Stored items:
^^^^^^^^
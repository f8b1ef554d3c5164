//! 2D electrostatic Method-of-Moments solver for Wirecap.
//!
//! Extracts per-unit-length capacitance and inductance matrices of parallel
//! round conductors above a grounded plane.
//!
//! # Method
//!
//! 1. Each conductor's circular cross-section is split into flat segments
//!    carrying a uniform line-charge density ([`segment`]).
//! 2. The potential every segment induces at every segment midpoint is
//!    evaluated in closed form, with an image segment mirrored across the
//!    ground plane ([`kernel`]), giving the dense coefficient matrix Y
//!    ([`assembly`]).
//! 3. Y is inverted once. Each conductor in turn is driven at 1 V with the
//!    others grounded; `Y⁻¹·V` gives segment densities, which integrate to
//!    one row of the capacitance matrix C ([`extract`]).
//! 4. The inductance matrix follows from `L = C⁻¹ / c²`.
//!
//! # Example
//!
//! ```no_run
//! use wirecap_core::Structure;
//! use wirecap_solver::{SolverConfig, assemble};
//!
//! let structure = Structure::load("cables/single_wire.json")?;
//! let system = assemble(&structure, &SolverConfig::default())?;
//! let c = system.capacitance()?;
//! let l = system.inductance()?;
//! println!("C = {c}\nL = {l}");
//! # Ok::<(), wirecap_solver::Error>(())
//! ```
//!
//! # Module Structure
//!
//! - [`config`] - [`SolverConfig`]: constants, ground plane, tolerances
//! - [`kernel`] - Flat-segment potential kernels and the [`Kernel`] trait
//! - [`segment`] - Conductor discretization and the [`SegmentIndex`]
//! - [`assembly`] - Coefficient matrix assembly and the [`MomSystem`] session
//! - [`extract`] - Charge solves, capacitance and inductance matrices
//! - [`field`] - Potential sampling on a grid for field maps
//! - [`linear`] - Dense inversion with conditioning checks

pub mod assembly;
pub mod config;
pub mod error;
pub mod extract;
pub mod field;
pub mod kernel;
pub mod linear;
pub mod segment;

pub use assembly::{
    MomSystem, assemble, assemble_with_kernel, build_coefficient_matrix, check_ground_clearance,
    kernel_for,
};
pub use config::{DEFAULT_RCOND_TOLERANCE, SolverConfig};
pub use error::{Error, MatrixKind, Result};
pub use extract::{
    capacitance_from_inverse, capacitance_matrix, ideal_wire_over_ground_charge,
    inductance_matrix, inductance_matrix_default, integrate_conductor_charge, segment_voltages,
    solve_charge,
};
pub use field::{MapWindow, PotentialMap};
pub use kernel::{
    DielectricInterfaceKernel, FreeSpaceKernel, ImageKernel, Kernel, dielectric_interface_kernel,
    flat_kernel, flat_kernel_grounded,
};
pub use segment::{Segment, SegmentIndex, segment_length};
^^^^^^^^
◆ EXERCISE BRIEF:
Set down, exactly as they appear above, all lines from the one that has "ground plane, tolerances" down to the one that has "- Conductor discretization", including those two and no others.

◆ TASK RESULT:
//! - [`config`] - [`SolverConfig`]: constants, ground plane, tolerances
//! - [`kernel`] - Flat-segment potential kernels and the [`Kernel`] trait
//! - [`segment`] - Conductor discretization and the [`SegmentIndex`]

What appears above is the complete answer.